- Opening Delimiter -

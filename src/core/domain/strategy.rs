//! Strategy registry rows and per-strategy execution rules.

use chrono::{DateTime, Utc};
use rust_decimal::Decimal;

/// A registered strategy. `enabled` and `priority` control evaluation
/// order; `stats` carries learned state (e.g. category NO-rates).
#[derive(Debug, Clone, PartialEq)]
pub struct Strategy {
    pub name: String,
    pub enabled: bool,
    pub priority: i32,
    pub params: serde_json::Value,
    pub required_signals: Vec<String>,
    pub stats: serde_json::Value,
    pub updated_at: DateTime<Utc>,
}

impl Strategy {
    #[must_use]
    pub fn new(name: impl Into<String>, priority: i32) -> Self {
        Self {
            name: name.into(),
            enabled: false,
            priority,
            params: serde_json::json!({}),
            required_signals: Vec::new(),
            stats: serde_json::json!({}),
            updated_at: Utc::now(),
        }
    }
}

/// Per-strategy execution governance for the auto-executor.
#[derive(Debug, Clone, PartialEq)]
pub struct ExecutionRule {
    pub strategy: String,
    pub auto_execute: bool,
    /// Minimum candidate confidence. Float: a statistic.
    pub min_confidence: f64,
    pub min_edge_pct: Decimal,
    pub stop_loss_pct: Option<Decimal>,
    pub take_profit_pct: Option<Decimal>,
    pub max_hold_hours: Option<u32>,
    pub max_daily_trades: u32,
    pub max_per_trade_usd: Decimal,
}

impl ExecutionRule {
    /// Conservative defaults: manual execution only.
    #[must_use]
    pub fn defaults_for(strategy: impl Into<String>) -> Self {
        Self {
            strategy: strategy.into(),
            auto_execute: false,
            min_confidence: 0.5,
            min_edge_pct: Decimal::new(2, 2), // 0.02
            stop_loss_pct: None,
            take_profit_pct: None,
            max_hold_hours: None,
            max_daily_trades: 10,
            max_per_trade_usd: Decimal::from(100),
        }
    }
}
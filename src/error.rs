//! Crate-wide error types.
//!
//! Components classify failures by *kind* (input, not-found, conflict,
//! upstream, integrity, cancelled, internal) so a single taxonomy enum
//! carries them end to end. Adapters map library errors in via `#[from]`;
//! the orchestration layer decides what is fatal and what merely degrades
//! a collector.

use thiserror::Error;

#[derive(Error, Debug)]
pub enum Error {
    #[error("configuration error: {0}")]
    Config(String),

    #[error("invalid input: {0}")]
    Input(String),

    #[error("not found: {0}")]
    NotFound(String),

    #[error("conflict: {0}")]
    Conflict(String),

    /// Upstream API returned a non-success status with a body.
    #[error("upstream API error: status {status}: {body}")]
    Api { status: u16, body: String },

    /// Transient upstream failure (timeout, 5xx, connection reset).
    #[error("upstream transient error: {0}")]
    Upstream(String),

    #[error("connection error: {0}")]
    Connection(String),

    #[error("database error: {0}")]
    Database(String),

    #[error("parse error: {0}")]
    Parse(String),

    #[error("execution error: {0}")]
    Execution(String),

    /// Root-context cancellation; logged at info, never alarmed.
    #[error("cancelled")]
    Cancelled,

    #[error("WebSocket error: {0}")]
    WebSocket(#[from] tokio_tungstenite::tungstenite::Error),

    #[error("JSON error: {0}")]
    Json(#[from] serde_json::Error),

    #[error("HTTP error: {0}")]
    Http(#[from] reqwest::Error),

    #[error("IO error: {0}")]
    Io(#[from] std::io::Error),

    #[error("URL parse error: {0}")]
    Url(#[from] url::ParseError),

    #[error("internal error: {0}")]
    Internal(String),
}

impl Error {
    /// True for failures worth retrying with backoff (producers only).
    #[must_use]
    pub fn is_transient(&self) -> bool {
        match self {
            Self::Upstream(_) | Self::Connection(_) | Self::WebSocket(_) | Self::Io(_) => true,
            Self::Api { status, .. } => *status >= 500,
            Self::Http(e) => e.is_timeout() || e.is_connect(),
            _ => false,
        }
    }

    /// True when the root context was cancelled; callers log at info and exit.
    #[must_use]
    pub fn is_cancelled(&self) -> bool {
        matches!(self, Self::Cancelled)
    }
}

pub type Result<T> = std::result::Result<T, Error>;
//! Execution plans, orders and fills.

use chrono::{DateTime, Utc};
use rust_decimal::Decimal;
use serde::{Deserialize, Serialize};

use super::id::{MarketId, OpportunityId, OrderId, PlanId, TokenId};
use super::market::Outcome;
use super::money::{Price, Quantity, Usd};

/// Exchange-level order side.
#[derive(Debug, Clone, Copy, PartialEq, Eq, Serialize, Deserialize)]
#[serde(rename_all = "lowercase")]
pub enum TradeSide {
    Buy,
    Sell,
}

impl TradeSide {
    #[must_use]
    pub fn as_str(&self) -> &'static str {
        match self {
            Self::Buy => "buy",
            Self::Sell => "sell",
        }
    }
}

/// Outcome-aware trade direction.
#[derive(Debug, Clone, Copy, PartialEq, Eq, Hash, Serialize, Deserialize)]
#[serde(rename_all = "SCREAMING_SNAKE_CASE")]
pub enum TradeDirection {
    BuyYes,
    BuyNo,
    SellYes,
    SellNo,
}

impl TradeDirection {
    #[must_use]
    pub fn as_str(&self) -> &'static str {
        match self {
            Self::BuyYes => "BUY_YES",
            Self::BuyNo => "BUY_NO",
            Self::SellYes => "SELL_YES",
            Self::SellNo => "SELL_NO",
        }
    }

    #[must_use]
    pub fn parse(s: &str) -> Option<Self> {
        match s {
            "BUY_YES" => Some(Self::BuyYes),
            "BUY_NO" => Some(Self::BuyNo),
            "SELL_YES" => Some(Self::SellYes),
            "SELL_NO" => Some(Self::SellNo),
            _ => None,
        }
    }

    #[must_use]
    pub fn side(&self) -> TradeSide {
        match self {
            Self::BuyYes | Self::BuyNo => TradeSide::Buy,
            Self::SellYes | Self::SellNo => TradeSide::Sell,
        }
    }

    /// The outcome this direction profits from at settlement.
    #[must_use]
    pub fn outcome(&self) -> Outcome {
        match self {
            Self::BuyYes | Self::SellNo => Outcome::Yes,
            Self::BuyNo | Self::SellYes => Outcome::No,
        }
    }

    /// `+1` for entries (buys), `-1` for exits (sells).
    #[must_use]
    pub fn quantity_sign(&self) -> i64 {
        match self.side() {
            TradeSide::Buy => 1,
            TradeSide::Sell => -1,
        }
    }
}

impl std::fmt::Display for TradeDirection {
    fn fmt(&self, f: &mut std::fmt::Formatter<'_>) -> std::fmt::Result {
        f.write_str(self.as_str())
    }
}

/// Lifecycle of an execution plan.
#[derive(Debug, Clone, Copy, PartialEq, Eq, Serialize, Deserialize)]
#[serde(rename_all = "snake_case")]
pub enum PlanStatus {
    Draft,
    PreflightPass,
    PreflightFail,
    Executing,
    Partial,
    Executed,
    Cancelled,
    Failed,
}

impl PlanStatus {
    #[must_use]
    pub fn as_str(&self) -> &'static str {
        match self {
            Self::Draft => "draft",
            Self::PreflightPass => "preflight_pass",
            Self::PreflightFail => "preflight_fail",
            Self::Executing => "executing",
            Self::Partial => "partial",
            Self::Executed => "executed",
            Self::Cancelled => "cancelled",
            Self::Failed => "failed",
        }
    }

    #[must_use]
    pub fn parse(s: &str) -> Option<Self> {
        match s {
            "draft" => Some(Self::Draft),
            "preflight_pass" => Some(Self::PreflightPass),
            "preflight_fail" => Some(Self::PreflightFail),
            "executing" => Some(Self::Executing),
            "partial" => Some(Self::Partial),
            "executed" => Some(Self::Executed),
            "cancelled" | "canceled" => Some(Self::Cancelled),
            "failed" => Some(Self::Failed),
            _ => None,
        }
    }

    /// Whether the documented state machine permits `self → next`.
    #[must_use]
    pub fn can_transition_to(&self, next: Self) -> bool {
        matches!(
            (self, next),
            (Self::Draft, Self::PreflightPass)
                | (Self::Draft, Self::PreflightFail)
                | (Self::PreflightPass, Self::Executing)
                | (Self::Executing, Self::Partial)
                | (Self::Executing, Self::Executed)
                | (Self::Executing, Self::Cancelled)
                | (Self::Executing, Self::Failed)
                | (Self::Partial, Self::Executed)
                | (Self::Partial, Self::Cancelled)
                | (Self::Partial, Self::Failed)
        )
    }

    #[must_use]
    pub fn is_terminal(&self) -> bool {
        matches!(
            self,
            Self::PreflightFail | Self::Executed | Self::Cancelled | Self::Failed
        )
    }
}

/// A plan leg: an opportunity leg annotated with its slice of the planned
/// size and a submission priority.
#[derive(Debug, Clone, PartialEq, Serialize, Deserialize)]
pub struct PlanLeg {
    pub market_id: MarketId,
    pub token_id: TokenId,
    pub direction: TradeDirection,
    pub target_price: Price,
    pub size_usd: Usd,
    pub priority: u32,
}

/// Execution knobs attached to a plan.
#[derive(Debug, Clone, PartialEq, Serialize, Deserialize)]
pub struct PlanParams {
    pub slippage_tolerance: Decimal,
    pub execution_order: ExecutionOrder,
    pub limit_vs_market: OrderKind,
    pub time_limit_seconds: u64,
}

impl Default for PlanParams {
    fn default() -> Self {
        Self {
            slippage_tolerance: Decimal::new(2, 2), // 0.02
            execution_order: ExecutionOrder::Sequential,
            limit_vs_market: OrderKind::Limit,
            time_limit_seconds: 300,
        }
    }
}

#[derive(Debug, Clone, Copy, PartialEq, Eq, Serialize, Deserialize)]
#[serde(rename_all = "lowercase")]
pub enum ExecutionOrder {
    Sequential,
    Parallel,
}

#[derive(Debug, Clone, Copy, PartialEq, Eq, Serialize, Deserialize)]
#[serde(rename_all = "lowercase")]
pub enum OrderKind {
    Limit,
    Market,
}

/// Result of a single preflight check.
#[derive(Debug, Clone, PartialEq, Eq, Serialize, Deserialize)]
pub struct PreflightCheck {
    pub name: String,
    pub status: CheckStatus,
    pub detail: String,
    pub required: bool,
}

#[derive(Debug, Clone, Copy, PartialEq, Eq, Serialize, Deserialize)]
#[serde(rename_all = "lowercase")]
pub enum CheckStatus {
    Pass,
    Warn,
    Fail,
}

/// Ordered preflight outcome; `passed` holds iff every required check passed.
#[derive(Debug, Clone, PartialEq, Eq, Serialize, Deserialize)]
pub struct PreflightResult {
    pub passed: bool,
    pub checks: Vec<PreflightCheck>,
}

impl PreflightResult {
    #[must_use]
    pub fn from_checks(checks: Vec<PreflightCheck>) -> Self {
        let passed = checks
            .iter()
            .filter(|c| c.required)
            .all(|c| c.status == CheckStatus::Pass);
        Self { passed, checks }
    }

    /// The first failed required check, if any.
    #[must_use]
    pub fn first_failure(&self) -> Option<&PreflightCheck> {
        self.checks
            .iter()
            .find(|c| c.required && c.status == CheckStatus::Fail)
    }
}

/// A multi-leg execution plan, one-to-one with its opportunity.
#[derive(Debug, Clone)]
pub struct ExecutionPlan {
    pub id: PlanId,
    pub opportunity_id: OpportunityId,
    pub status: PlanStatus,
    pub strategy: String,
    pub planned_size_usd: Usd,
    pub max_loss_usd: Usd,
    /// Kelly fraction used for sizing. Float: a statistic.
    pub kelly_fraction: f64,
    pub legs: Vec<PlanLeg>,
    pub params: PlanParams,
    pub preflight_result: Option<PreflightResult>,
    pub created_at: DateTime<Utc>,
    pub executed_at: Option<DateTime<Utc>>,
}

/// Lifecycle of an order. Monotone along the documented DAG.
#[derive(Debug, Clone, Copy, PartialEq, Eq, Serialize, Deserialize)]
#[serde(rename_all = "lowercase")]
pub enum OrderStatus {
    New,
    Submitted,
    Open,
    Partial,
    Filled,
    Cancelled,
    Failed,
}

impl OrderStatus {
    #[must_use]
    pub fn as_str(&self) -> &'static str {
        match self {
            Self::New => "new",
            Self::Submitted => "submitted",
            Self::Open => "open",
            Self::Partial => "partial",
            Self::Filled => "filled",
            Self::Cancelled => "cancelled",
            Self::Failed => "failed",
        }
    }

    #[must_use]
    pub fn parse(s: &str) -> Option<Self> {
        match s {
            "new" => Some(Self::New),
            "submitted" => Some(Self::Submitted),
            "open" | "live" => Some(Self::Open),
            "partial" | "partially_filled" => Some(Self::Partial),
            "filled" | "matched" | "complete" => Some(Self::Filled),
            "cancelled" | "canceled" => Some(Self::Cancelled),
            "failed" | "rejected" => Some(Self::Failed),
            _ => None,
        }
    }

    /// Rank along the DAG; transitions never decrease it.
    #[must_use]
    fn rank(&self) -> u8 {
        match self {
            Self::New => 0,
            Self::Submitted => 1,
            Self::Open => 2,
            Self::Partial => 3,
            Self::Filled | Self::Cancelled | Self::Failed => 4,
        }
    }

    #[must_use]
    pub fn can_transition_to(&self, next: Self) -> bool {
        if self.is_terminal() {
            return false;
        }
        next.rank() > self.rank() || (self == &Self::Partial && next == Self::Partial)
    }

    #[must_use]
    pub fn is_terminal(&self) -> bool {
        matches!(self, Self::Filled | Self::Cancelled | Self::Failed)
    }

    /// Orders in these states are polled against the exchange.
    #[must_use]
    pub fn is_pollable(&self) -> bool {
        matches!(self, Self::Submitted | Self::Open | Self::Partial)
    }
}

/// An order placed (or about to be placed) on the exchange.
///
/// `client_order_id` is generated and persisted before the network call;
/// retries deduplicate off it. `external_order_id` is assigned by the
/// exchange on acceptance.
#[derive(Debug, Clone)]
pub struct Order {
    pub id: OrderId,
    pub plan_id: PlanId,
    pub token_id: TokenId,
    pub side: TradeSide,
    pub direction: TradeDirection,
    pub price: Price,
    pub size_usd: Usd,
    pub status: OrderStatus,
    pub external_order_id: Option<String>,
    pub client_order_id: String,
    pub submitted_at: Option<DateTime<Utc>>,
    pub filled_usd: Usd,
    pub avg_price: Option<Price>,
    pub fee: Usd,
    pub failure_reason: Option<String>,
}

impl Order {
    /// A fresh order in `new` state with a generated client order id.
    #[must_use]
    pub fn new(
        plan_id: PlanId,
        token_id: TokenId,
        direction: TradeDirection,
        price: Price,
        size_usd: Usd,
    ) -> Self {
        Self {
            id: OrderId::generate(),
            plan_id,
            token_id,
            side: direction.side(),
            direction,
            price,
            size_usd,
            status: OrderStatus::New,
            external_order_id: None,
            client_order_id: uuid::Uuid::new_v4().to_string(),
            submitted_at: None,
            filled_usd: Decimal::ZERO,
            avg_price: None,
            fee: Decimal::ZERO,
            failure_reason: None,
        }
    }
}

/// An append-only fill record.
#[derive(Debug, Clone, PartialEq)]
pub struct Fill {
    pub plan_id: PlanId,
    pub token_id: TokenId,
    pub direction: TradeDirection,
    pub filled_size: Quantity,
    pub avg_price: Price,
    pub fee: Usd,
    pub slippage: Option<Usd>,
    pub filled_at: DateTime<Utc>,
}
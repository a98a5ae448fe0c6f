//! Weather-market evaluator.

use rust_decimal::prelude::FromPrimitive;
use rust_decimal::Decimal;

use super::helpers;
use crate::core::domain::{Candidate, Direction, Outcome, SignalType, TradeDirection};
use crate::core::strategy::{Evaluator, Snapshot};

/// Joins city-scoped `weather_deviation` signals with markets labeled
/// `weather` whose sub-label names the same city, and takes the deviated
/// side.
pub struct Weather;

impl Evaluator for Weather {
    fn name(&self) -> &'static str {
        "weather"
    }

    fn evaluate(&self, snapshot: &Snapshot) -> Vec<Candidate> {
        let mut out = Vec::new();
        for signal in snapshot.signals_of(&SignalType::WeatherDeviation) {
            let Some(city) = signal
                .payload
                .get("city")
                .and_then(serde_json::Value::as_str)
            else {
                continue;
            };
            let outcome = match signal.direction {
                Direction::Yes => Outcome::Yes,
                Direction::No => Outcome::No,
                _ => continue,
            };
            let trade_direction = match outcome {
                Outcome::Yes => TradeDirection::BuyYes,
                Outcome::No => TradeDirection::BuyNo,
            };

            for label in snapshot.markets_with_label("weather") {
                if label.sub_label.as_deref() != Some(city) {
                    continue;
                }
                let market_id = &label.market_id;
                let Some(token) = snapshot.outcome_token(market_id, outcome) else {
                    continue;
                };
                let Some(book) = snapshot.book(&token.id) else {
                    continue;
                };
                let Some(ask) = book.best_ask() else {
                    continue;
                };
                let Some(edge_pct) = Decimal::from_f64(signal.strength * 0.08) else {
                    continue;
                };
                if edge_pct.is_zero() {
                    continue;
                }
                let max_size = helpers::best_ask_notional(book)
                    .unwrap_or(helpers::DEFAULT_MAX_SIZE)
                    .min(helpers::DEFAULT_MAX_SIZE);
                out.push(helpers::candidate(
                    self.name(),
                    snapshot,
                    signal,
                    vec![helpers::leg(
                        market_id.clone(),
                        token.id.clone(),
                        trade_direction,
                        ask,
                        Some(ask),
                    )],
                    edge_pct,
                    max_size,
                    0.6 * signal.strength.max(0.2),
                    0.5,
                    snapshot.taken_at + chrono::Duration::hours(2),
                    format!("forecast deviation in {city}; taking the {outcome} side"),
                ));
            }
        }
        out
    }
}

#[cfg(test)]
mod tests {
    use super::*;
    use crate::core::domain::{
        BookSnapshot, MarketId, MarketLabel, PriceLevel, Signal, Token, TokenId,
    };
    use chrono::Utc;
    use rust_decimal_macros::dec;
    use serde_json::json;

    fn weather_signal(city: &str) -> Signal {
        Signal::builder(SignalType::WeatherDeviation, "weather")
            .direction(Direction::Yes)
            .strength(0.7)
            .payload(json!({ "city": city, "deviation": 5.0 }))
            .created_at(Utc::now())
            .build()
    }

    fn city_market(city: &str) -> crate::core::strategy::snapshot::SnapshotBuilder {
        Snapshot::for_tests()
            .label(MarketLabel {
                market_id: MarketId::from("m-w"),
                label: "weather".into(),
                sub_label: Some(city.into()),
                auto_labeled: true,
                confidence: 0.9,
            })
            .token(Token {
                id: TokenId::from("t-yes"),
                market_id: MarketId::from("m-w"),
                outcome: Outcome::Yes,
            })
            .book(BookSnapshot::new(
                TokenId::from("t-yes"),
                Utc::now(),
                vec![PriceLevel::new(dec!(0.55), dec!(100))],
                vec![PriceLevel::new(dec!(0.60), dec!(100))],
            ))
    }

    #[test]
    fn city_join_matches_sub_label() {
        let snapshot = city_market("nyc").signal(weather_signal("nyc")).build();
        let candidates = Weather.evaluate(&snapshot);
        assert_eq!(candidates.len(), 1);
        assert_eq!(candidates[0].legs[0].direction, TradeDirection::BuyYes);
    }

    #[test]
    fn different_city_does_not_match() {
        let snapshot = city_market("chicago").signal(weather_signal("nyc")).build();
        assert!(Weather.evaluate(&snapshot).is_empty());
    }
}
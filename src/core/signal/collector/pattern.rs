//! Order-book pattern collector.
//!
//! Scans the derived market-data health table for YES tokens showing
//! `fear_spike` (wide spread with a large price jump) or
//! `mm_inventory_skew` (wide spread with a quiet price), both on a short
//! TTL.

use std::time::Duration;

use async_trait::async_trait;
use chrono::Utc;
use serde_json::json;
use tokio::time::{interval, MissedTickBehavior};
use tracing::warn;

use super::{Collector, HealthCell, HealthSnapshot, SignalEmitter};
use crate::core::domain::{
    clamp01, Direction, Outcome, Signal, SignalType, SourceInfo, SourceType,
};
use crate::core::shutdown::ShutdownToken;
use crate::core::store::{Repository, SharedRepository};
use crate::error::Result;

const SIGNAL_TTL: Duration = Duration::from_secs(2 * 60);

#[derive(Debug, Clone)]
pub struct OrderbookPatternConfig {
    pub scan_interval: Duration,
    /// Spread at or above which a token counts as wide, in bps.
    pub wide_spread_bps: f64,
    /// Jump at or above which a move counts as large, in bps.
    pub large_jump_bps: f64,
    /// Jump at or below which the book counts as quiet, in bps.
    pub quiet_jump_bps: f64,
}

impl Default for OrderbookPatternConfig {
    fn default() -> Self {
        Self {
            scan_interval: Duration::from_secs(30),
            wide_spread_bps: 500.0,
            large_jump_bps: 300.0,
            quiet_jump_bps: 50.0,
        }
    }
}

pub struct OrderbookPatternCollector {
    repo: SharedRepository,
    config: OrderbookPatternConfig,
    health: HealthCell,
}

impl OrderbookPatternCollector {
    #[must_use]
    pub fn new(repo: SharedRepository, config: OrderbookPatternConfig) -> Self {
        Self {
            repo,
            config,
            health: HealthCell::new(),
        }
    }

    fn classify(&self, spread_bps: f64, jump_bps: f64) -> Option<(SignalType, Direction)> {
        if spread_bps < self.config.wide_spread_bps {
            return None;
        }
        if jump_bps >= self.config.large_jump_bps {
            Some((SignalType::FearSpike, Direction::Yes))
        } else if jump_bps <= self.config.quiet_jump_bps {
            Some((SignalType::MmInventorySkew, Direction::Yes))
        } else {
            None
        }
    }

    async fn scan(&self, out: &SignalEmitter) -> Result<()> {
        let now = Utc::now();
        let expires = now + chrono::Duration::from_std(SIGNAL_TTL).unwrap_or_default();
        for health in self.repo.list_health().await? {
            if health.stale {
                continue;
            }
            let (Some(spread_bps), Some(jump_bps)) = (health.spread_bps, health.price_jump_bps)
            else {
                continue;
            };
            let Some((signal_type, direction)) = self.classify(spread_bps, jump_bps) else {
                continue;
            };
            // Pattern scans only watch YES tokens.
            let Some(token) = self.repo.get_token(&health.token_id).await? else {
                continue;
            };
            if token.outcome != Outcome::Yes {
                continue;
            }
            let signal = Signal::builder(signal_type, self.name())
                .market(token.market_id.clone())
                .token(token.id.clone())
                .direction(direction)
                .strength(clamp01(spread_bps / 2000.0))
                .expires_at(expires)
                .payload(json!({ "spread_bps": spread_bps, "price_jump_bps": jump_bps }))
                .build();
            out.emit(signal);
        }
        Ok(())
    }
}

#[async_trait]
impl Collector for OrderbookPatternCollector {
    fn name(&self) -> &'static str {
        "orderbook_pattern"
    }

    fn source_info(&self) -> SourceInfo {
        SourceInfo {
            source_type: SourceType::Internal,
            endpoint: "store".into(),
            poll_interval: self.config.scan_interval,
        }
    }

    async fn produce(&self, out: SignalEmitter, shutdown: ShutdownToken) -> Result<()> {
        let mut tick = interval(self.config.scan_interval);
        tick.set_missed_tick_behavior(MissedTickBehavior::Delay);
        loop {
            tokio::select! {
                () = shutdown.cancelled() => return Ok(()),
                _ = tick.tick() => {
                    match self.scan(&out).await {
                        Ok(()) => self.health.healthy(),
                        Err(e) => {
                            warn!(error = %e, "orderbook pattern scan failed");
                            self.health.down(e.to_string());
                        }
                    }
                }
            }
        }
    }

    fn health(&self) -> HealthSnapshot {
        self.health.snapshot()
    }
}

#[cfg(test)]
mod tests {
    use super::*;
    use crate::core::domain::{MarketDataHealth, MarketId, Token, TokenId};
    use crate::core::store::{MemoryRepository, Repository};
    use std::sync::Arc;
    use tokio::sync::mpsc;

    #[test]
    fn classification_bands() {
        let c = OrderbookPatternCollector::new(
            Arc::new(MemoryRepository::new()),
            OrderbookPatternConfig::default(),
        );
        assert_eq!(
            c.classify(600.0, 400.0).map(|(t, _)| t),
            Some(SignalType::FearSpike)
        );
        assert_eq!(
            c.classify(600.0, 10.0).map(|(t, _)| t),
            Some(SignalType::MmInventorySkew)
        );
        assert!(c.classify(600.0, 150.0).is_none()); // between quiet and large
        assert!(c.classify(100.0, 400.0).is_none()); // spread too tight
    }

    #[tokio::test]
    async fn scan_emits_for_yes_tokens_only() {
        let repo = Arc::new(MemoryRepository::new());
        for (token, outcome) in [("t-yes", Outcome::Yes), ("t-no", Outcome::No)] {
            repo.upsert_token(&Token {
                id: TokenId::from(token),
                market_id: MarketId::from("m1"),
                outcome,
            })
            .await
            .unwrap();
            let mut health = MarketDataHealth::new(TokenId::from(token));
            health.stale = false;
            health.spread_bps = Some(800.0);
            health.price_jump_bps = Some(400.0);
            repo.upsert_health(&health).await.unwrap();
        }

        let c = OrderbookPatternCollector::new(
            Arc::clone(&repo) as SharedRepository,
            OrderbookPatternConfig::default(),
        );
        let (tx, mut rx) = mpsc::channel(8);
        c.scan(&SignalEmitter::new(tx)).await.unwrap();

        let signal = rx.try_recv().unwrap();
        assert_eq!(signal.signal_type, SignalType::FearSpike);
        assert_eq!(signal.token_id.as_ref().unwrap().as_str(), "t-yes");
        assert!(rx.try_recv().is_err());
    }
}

- Closing Delimiter -

▸ What to work on:
All lines from the first line of the listing above through the line containing "single taxonomy enum" are to be retyped exactly. Leave out any other line.

▸ Answer section:
filename src/core/domain/strategy.rs
//! Strategy registry rows and per-strategy execution rules.

use chrono::{DateTime, Utc};
use rust_decimal::Decimal;

/// A registered strategy. `enabled` and `priority` control evaluation
/// order; `stats` carries learned state (e.g. category NO-rates).
#[derive(Debug, Clone, PartialEq)]
pub struct Strategy {
    pub name: String,
    pub enabled: bool,
    pub priority: i32,
    pub params: serde_json::Value,
    pub required_signals: Vec<String>,
    pub stats: serde_json::Value,
    pub updated_at: DateTime<Utc>,
}

impl Strategy {
    #[must_use]
    pub fn new(name: impl Into<String>, priority: i32) -> Self {
        Self {
            name: name.into(),
            enabled: false,
            priority,
            params: serde_json::json!({}),
            required_signals: Vec::new(),
            stats: serde_json::json!({}),
            updated_at: Utc::now(),
        }
    }
}

/// Per-strategy execution governance for the auto-executor.
#[derive(Debug, Clone, PartialEq)]
pub struct ExecutionRule {
    pub strategy: String,
    pub auto_execute: bool,
    /// Minimum candidate confidence. Float: a statistic.
    pub min_confidence: f64,
    pub min_edge_pct: Decimal,
    pub stop_loss_pct: Option<Decimal>,
    pub take_profit_pct: Option<Decimal>,
    pub max_hold_hours: Option<u32>,
    pub max_daily_trades: u32,
    pub max_per_trade_usd: Decimal,
}

impl ExecutionRule {
    /// Conservative defaults: manual execution only.
    #[must_use]
    pub fn defaults_for(strategy: impl Into<String>) -> Self {
        Self {
            strategy: strategy.into(),
            auto_execute: false,
            min_confidence: 0.5,
            min_edge_pct: Decimal::new(2, 2), // 0.02
            stop_loss_pct: None,
            take_profit_pct: None,
            max_hold_hours: None,
            max_daily_trades: 10,
            max_per_trade_usd: Decimal::from(100),
        }
    }
}
filename src/error.rs
//! Crate-wide error types.
//!
//! Components classify failures by *kind* (input, not-found, conflict,
//! upstream, integrity, cancelled, internal) so a single taxonomy enum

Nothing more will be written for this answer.